In the entries below, count every line containing "source". Reply with the number alone.
---------- INPUT DATA ----------
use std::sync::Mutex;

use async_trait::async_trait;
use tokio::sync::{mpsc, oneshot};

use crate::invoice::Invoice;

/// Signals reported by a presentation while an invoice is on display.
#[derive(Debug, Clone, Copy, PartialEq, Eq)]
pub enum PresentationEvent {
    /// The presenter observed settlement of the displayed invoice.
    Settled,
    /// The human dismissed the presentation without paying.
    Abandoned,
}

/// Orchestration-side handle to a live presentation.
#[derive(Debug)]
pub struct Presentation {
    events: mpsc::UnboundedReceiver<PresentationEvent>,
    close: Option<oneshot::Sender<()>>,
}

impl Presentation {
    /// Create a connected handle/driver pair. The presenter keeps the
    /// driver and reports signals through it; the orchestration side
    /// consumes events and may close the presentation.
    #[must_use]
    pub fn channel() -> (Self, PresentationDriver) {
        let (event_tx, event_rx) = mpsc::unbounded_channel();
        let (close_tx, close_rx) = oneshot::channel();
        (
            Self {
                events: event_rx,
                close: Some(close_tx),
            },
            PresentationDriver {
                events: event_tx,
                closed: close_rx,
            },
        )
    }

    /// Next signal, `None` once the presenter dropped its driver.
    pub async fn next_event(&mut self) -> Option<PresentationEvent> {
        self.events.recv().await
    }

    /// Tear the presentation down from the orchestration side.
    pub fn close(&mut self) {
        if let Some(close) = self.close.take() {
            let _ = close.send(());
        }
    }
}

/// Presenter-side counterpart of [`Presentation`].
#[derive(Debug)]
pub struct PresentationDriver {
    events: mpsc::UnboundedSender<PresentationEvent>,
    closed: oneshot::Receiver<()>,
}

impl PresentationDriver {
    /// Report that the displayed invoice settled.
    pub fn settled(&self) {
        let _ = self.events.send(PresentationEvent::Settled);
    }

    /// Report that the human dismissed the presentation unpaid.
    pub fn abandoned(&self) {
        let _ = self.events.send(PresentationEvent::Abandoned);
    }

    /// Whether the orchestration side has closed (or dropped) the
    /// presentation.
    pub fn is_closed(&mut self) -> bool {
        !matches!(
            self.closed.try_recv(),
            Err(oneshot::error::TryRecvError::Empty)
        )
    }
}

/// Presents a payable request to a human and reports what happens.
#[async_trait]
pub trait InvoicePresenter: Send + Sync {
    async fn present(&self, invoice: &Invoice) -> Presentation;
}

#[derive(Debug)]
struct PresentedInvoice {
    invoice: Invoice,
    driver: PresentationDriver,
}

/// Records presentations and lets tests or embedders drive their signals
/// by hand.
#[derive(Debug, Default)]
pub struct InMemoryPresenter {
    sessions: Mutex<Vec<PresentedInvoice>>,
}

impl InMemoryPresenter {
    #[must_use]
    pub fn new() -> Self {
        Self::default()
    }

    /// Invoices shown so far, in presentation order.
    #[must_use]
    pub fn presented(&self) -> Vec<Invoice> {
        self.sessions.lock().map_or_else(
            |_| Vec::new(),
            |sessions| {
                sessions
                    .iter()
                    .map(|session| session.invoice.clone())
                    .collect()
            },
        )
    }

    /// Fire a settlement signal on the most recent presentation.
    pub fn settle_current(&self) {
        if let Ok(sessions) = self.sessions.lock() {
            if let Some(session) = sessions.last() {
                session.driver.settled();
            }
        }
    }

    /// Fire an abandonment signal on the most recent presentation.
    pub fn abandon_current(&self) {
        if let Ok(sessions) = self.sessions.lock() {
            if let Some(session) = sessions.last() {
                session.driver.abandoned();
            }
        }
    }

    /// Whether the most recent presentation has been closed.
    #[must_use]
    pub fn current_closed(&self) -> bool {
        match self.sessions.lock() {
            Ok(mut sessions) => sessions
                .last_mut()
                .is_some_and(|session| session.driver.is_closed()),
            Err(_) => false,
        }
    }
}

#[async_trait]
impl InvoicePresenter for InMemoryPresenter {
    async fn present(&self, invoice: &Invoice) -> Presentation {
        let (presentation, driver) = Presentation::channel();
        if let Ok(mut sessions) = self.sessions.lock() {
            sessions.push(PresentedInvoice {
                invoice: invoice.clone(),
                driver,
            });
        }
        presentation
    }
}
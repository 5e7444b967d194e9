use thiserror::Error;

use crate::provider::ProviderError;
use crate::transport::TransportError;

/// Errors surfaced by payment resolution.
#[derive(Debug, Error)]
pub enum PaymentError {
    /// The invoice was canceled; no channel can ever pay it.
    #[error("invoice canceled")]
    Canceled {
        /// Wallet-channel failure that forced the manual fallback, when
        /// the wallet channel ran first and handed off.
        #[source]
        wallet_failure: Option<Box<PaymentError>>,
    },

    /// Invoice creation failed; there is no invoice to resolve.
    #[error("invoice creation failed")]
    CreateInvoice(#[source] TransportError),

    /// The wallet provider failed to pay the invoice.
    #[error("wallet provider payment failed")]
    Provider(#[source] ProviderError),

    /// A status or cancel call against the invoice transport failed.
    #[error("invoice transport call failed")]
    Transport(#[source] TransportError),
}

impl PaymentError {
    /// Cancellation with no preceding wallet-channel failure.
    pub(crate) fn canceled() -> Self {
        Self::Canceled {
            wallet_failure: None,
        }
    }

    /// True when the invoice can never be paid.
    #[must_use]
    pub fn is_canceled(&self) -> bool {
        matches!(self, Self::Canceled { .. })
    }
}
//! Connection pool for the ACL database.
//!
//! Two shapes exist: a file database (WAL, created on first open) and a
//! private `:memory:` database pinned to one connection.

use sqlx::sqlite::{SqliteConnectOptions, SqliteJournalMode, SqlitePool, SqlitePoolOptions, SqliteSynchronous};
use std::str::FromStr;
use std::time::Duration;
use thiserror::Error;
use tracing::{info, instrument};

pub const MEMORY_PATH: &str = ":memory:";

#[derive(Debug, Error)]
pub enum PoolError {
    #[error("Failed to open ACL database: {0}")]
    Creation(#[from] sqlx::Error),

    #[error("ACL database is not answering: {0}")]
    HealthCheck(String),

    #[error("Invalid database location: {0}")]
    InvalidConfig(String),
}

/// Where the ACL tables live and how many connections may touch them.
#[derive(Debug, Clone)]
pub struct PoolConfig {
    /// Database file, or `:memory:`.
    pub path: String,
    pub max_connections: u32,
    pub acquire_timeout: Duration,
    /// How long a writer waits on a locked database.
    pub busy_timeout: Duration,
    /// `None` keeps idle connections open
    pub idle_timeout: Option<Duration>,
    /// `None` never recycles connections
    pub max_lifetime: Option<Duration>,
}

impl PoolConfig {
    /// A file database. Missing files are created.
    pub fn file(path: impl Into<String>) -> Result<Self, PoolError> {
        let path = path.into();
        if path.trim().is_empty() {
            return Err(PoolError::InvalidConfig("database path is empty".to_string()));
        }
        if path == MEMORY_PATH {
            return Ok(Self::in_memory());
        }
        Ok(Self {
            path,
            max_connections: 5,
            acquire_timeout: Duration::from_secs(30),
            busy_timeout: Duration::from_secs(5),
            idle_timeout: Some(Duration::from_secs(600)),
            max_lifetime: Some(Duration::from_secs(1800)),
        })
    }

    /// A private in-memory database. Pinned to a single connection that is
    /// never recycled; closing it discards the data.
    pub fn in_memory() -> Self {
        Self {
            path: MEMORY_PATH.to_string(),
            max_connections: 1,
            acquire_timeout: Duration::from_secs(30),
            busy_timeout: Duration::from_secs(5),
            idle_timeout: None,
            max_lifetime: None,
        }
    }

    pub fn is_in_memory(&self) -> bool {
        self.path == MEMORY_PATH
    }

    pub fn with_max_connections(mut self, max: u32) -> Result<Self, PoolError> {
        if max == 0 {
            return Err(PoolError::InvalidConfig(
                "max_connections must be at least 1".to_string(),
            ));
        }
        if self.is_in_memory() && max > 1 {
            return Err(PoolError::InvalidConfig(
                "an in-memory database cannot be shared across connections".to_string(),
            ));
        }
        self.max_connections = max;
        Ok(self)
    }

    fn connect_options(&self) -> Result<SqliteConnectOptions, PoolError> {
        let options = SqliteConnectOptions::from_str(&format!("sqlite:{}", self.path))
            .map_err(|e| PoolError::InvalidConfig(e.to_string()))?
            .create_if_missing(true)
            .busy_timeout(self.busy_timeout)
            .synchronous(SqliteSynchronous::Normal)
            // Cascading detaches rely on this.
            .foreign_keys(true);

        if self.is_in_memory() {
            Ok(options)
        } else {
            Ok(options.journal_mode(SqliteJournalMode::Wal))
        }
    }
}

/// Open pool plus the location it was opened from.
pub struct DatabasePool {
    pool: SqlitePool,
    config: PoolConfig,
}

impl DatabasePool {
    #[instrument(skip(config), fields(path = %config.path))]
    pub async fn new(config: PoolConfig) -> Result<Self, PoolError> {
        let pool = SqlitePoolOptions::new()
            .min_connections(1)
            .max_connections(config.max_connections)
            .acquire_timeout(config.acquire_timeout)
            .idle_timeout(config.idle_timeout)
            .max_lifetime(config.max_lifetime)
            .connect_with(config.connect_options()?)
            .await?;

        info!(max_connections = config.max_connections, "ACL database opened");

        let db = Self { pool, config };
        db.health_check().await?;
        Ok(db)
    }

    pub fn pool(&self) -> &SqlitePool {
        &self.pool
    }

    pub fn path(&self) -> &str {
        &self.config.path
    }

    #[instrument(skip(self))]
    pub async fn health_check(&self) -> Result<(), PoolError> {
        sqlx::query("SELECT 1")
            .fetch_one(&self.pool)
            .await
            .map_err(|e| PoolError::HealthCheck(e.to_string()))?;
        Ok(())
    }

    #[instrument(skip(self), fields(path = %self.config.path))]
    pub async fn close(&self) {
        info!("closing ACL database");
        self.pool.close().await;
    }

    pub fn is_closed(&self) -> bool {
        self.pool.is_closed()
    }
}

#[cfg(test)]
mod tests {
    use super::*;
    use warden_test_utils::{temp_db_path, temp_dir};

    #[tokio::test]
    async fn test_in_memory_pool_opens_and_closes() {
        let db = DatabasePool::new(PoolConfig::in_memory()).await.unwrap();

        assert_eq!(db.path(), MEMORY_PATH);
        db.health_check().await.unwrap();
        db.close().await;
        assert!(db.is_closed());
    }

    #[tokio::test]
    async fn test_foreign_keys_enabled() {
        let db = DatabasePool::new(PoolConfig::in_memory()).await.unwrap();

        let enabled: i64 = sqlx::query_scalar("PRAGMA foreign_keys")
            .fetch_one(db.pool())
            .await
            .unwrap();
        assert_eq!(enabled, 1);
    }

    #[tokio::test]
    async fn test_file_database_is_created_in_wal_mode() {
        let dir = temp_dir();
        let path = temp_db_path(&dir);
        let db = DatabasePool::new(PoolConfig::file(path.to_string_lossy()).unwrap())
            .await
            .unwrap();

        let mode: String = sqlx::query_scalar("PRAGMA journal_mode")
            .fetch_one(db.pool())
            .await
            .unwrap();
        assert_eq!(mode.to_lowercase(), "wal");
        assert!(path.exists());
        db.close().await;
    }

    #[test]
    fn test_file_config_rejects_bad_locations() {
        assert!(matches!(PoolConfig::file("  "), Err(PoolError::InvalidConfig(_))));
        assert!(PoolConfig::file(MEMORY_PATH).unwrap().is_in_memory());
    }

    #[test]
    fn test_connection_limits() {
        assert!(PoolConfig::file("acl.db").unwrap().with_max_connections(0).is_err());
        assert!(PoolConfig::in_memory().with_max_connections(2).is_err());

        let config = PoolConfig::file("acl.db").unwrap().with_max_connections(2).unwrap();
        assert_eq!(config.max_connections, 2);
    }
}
----------
### SOLUTION
4